What is being asked:
All of the entries below need to be repeated exactly.

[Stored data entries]

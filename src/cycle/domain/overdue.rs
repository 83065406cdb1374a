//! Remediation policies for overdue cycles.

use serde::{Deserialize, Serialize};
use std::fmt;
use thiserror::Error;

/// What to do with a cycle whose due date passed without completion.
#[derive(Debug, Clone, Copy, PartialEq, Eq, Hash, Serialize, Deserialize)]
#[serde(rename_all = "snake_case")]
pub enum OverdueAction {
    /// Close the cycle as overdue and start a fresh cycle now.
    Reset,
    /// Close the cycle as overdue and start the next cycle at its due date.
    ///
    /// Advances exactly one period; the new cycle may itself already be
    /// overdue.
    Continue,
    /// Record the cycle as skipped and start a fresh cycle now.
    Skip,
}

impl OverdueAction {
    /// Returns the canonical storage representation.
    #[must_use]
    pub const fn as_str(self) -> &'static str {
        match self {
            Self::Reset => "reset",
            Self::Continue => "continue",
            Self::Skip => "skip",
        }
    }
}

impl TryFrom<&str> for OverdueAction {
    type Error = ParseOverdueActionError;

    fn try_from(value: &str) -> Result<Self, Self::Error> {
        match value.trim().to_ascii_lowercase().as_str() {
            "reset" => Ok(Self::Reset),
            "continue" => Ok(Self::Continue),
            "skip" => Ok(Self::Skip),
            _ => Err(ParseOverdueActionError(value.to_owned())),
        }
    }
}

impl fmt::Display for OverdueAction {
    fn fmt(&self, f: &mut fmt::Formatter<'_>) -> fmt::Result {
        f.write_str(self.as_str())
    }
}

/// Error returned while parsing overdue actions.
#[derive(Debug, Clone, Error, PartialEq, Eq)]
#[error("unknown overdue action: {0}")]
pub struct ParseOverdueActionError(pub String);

Reply to the exercise:
filename src/cycle/domain/overdue.rs
repository 83065406cdb1374a
//! Remediation policies for overdue cycles.

use serde::{Deserialize, Serialize};
use std::fmt;
use thiserror::Error;

/// What to do with a cycle whose due date passed without completion.
#[derive(Debug, Clone, Copy, PartialEq, Eq, Hash, Serialize, Deserialize)]
#[serde(rename_all = "snake_case")]
pub enum OverdueAction {
    /// Close the cycle as overdue and start a fresh cycle now.
    Reset,
    /// Close the cycle as overdue and start the next cycle at its due date.
    ///
    /// Advances exactly one period; the new cycle may itself already be
    /// overdue.
    Continue,
    /// Record the cycle as skipped and start a fresh cycle now.
    Skip,
}

impl OverdueAction {
    /// Returns the canonical storage representation.
    #[must_use]
    pub const fn as_str(self) -> &'static str {
        match self {
            Self::Reset => "reset",
            Self::Continue => "continue",
            Self::Skip => "skip",
        }
    }
}

impl TryFrom<&str> for OverdueAction {
    type Error = ParseOverdueActionError;

    fn try_from(value: &str) -> Result<Self, Self::Error> {
        match value.trim().to_ascii_lowercase().as_str() {
            "reset" => Ok(Self::Reset),
            "continue" => Ok(Self::Continue),
            "skip" => Ok(Self::Skip),
            _ => Err(ParseOverdueActionError(value.to_owned())),
        }
    }
}

impl fmt::Display for OverdueAction {
    fn fmt(&self, f: &mut fmt::Formatter<'_>) -> fmt::Result {
        f.write_str(self.as_str())
    }
}

/// Error returned while parsing overdue actions.
#[derive(Debug, Clone, Error, PartialEq, Eq)]
#[error("unknown overdue action: {0}")]
pub struct ParseOverdueActionError(pub String);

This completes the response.